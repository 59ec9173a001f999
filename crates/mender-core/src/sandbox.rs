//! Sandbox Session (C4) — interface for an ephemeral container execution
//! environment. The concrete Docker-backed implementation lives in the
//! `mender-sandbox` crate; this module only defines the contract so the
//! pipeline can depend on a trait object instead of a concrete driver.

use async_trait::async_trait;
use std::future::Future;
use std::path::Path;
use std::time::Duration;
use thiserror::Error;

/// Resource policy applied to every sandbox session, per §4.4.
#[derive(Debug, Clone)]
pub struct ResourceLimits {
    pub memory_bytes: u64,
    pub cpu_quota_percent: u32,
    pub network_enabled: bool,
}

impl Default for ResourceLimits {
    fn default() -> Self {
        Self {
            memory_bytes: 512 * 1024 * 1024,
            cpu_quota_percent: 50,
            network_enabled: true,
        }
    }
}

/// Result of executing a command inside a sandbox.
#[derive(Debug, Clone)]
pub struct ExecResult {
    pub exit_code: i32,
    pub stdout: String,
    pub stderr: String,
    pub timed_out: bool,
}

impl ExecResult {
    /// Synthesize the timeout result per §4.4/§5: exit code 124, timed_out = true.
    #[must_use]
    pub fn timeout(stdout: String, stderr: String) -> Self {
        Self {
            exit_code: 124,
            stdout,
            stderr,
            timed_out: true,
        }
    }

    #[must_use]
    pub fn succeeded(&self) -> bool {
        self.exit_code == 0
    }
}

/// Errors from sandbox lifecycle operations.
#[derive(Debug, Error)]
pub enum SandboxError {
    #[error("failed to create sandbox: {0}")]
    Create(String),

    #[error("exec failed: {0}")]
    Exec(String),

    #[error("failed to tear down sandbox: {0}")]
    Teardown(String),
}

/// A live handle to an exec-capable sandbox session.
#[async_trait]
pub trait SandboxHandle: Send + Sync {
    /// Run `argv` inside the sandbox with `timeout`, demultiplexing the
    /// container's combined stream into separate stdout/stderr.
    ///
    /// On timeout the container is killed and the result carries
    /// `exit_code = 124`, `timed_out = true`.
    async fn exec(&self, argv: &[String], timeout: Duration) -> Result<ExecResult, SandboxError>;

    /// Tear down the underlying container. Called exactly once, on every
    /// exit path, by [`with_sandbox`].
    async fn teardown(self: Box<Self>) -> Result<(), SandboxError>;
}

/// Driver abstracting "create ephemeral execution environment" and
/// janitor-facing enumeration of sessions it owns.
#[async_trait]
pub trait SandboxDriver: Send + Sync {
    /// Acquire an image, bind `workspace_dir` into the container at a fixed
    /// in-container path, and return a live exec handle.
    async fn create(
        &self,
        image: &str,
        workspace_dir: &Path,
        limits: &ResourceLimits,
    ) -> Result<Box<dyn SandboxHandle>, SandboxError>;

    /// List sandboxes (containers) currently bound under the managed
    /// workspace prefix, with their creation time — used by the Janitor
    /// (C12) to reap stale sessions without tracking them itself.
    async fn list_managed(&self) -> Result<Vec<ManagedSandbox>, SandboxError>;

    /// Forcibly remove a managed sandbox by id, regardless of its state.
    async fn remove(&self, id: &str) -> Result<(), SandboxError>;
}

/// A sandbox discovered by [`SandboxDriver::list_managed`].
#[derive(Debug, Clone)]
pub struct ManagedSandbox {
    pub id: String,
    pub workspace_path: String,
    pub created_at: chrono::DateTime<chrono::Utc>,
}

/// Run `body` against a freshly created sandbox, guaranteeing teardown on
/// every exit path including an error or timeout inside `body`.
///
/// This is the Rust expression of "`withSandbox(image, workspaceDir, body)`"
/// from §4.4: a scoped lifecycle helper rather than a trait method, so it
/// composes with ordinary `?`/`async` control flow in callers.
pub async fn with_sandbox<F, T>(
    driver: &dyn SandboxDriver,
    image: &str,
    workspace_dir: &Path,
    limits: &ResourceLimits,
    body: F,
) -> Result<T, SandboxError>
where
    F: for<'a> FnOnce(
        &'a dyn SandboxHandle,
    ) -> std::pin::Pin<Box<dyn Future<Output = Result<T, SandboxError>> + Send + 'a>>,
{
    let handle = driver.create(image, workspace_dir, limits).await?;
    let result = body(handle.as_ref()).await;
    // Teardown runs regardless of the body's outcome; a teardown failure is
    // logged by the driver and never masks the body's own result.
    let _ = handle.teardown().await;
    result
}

····················

Filter the records for the string "true" and copy every line that holds it.

#### SOLUTION BELOW
            network_enabled: true,
    /// Synthesize the timeout result per §4.4/§5: exit code 124, timed_out = true.
            timed_out: true,
    /// `exit_code = 124`, `timed_out = true`.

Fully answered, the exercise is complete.